Il 7-3 inflitto al Concordia, avvicina i giallorossi alla salvezza e ad un'estate che potrebbe portare importanti novità in casa atestina.
Tennistico. Meglio, pallanuotistico. O da hockey. Insomma, sicuramente non usuale per una partita di calcio. Parliamo di un risultato, uno score roboante, come si usa dire in questi casi.
È il 7-3 esterno col quale domenica scorsa l’Este ha demolito il Città di Concordia. Una grandinata di gol che, a memoria di cronista, conquista la vetta delle migliori prestazioni dell’attacco giallorosso. Inarrivabili, 10 gol tra segnati e subiti in 90’, pur non mancando, anche nel recente passato, esiti finali da pallottoliere.
Basti ricordare il 5-1 inflitto al derelitto Palazzolo nell’ultimo turno dello scorso campionato, o il medesimo punteggio con cui al Nuovo Stadio gli atestini si imposero sul solito Città di Concordia (una vittima designata, evidentemente) nel novembre 2009. Al dicembre dello stesso anno risale, invece, un’altra impresa esterna: 2-4 a Tamai. Mentre bisogna arrivare alla notte dei tempi di fine millennio, quando il palcoscenico calcato era la Prima categoria, per trovare una clamorosa rimonta da 0-3 a 3-3 di Pescarini e soci in un derby con l’Aurora Granze davanti ad oltre 400 spettatori che assiepavano la tribuna dello storico Comunale.
Storie d’altri tempi.
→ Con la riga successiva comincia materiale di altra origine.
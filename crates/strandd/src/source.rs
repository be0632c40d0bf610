//! Local unit source — feeds files from a directory into the strand as
//! opaque payload units, in lexical order, at a configured pace.
//!
//! What the bytes are (frames, segments, anything) is the consumer's
//! business; the relay never inspects them.

use std::path::PathBuf;
use std::time::Duration;

use anyhow::{bail, Context, Result};
use bytes::Bytes;
use tokio::sync::{broadcast, mpsc};

use strand_core::config::SourceConfig;

pub struct UnitSource {
    files: Vec<PathBuf>,
}

impl UnitSource {
    /// Scan the configured directory. Errors here are the "source
    /// acquisition failure" case: the caller logs and continues in
    /// pure-relay mode.
    pub async fn open(config: &SourceConfig) -> Result<Self> {
        let dir = config.path.clone();
        let mut files = Vec::new();

        let mut entries = tokio::fs::read_dir(&dir)
            .await
            .with_context(|| format!("failed to open source directory {}", dir.display()))?;
        while let Some(entry) = entries.next_entry().await? {
            if entry.file_type().await?.is_file() {
                files.push(entry.path());
            }
        }
        files.sort();

        if files.is_empty() {
            bail!("source directory {} holds no files", dir.display());
        }

        tracing::info!(dir = %dir.display(), units = files.len(), "source ready");
        Ok(Self { files })
    }

    /// Originate one unit per file, then close the origin channel so the
    /// node emits the end-of-stream marker.
    pub async fn run(
        self,
        interval: Duration,
        origin_tx: mpsc::Sender<Bytes>,
        mut shutdown: broadcast::Receiver<()>,
    ) {
        let mut ticker = tokio::time::interval(interval);
        for path in self.files {
            tokio::select! {
                _ = shutdown.recv() => {
                    tracing::info!("source shutting down");
                    return;
                }

                _ = ticker.tick() => {
                    let bytes = match tokio::fs::read(&path).await {
                        Ok(b) => Bytes::from(b),
                        Err(e) => {
                            tracing::warn!(path = %path.display(), error = %e, "unreadable unit, skipping");
                            continue;
                        }
                    };
                    tracing::debug!(path = %path.display(), bytes = bytes.len(), "originating unit");
                    if origin_tx.send(bytes).await.is_err() {
                        return;
                    }
                }
            }
        }
        tracing::info!("source exhausted, ending stream");
        // origin_tx drops here; the node emits STREAM_END
    }
}
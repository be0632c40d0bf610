//! strandd — Strand relay node runtime.
//!
//! The binary wraps [`node::Node`]; the library surface exists so the
//! integration suite can run whole strands in one process over loopback.

pub mod control;
pub mod handshake;
pub mod node;
pub mod relay;
pub mod source;

pub use node::{Node, NodeHandle};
Quella contemporanea racconta invece di una squadra che con le doppiette di Moresco e Rondon (ma anche di Carraro e il sigillo finale di Bedin, a salutare un gradito ritorno dopo mesi di assenza)si è portata a +10 dalla zona pericolo: divario che dovrebbe permettere ai boys di Zattarin una tranquilla gestione dell’ultima parte di torneo, con una comoda salvezza che pare alla portata.
A meno 6 dai playoff e con altrettante gare da giocare, l’aritmetica permetterebbe anche di sognare un bis del risultato raggiunto dodici mesi fa ma l’impresa pare francamente irrealistica, anche se il pallone è rotondo e in passato un campionato indecifrabile come la D ha spesso riservato esiti imprevedibili.
Largo quindi ai rimpianti? Se il bomber Aliù non si fosse gravemente infortunato dopo soli 17’ della prima partita… Se Rosellini fosse stato acquistato subito per coprire l’evidente falla nel ruolo di portiere… Se Carani fosse arrivato prima a completare il parco attaccanti… Giammai. Piuttosto complimenti a una società che ormai da più di un lustro si è ritagliata un posto fisso nella massima categoria dei dilettanti e che, assieme al San Paolo, ogni domenica porta in giro per l’Italia il nome della Padova calcistica extra biancoscudati e granata cittadellesi.
Con un occhio al futuro che, chissà, in estate potrebbe offrire scenari nuovi ed inediti, in vista di un progetto tanto ambizioso quanto difficile.